• _What is expected_:
Your answer should repeat every line of the records below in which the word "PartialEq" appears.

• _Data listing_:

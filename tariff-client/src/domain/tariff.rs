use std::fmt;

use serde::{Deserialize, Serialize};

#[derive(Debug, Clone, Copy, PartialEq, Eq, Hash, PartialOrd, Ord, Serialize, Deserialize)]
#[serde(rename_all = "lowercase")]
pub enum TariffId {
    Agile,
    Cosy,
    Go,
}

impl TariffId {
    pub fn as_str(&self) -> &'static str {
        match self {
            TariffId::Agile => "agile",
            TariffId::Cosy => "cosy",
            TariffId::Go => "go",
        }
    }
}

impl fmt::Display for TariffId {
    fn fmt(&self, f: &mut fmt::Formatter<'_>) -> fmt::Result {
        f.write_str(self.as_str())
    }
}

/// One of the tariffs the switcher knows how to price and switch to.
#[derive(Debug, Clone, Copy, PartialEq, Eq)]
pub struct TariffCandidate {
    pub id: TariffId,
    pub display_name: &'static str,
    /// Substring that identifies this tariff inside an upstream tariff code,
    /// e.g. `E-1R-AGILE-24-10-01-A`.
    pub tariff_code_matcher: &'static str,
}

pub const TARIFFS: [TariffCandidate; 3] = [
    TariffCandidate {
        id: TariffId::Agile,
        display_name: "Agile Octopus",
        tariff_code_matcher: "-AGILE-",
    },
    TariffCandidate {
        id: TariffId::Cosy,
        display_name: "Cosy Octopus",
        tariff_code_matcher: "-COSY-",
    },
    TariffCandidate {
        id: TariffId::Go,
        display_name: "Octopus Go",
        tariff_code_matcher: "-GO-",
    },
];

impl TariffCandidate {
    /// First candidate whose matcher is contained in `tariff_code`.
    pub fn for_tariff_code(tariff_code: &str) -> Option<&'static TariffCandidate> {
        TARIFFS
            .iter()
            .find(|t| tariff_code.contains(t.tariff_code_matcher))
    }

    pub fn by_id(id: TariffId) -> &'static TariffCandidate {
        match id {
            TariffId::Agile => &TARIFFS[0],
            TariffId::Cosy => &TARIFFS[1],
            TariffId::Go => &TARIFFS[2],
        }
    }
}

• _Response_:
#[derive(Debug, Clone, Copy, PartialEq, Eq, Hash, PartialOrd, Ord, Serialize, Deserialize)]
#[derive(Debug, Clone, Copy, PartialEq, Eq)]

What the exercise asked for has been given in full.